6. Il regime di separazione e l'assoggettamento della società alla procedura di concordato preventivo

Se l’intuizione che precede è corretta, si può anche risolvere un ulteriore problema costituito dalla possibilità per il finanziatore di continuare a percepire i proventi anche nel caso in cui la società sia ammessa ad una procedura di concordato preventivo. Il problema era stato posto vigente la precedente disciplina dell’amministrazione controllata ed è riproponibile anche nel vigore della nuova disciplina in cui la proposta di concordato preventivo può avere anche contenuto dilatorio oltre che remissorio (assorbendo la previgente amministrazione controllata). Se infatti si assume che è la separazione dei proventi in quanto tale ad avere finalità solutorie, allora si giustifica che non solo la separazione ma la stessa apprensione dei proventi possa sopravvivere e continuare anche dopo l’apertura della procedura di concordato preventivo.

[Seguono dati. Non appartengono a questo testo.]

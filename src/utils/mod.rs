//!
//! Utility module for the ledger synchronizer.
//!
//! Formatting helpers used when rendering ledger values in log lines.
/// Utility functions for formatting and display
pub mod index;

pub use index::abbreviate_hash;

7. Il regime di separazione e il fallimento della società

Ispirandosi alla stessa ratio, il 6° comma dell’art. 2447-decies prevede che, se il fallimento della società impedisce la realizzazione o la continuazione dell’operazione, non si ha la sola liquidazione del patrimonio e il finanziatore ha diritto ad insinuazione al passivo per il suo credito al netto delle somme di cui ai commi terzo e quarto. Il punto merita attenta riflessione: una prima considerazione possibile sulla quale dovremo tornare, è che non necessariamente il fallimento della società è considerato condizione ostativa alla prosecuzione dell’operazione. La norma cioè ipotizza una continuazione dell’impresa limitatamente alla specifica operazione [[19]]. Se questa condizione non si dovesse verificare, il finanziatore avrebbe diritto di insinuazione al passivo per il suo credito al netto dei proventi e dei loro accessori il che significa, in primo luogo, che i proventi percepiti dal finanziatore non sono oggetto di revocatoria fallimentare e cioè il regime di separazione patrimoniale sopravvive, comunque, alla dichiarazione di fallimento della società, anche se quest’ultima rende impossibile la prosecuzione dell’affare. Non solo, ma a noi sembra che il regime di separazione sopravviva anche per le somme che, pur oggetto di separazione patrimoniale, non siano ancora state percepite dal finanziatore; conclusione avvalorata dal richiamo, contenuto nel 6° comma, alle somme di cui ai commi 3° e 4° e cioè non solo ai proventi ma anche ai loro reimpieghi effettuati «in attesa del rimborso del finanziamento» e, quindi, non ancora percepiti dal finanziatore; in altre parole, il regime di separazione patrimoniale continua a spiegare effetti anche per gli utili e i reimpieghi dei proventi e su tali somme il finanziatore potrà soddisfarsi, anche in pendenza di fallimento della società, sempre che, beninteso, sia stato rispettato il criterio di adottare distinti sistemi di incasso e contabilizzazione, fatto salvo il diritto di insinuazione a passivo del fallimento per il residuo. Se viceversa non sono stati rispettati i criteri (previsti nel contratto) di separata contabilizzazione, allora tutte le somme confluiranno nell’attivo del fallimento della società e il finanziatore potrà insinuarsi nel passivo del fallimento, per l’intero importo del proprio credito (al netto delle somme già [continua ..]


8. I reimpieghi

È interesse del finanziatore che siano messi al riparo dalle azioni esecutive dei creditori della società sia i proventi dell’affare destinati all’estinzione del proprio credito, sia gli eventuali reinvestimenti ed utili, sia i beni strumentali, senza i quali l’affare non può andare a buon fine. Per quanto riguarda i reinvestimenti, sono destinati al soddisfacimento del creditore finanziatore anche i loro utili; ancora una volta per i reinvestimenti si applica una disciplina simile a quella dei beni strumentali: essi sono sottratti all’aggressione dei creditori sociali, ma non sono destinati al soddisfacimento del creditore finanziatore, a differenza degli utili frutto dei reimpieghi. Pertanto i reinvestimenti (che si traducano in beni strumentali o in scorte di magazzino) non sono attratti nel regime particolare di separazione destinato al soddisfacimento del finanziatore.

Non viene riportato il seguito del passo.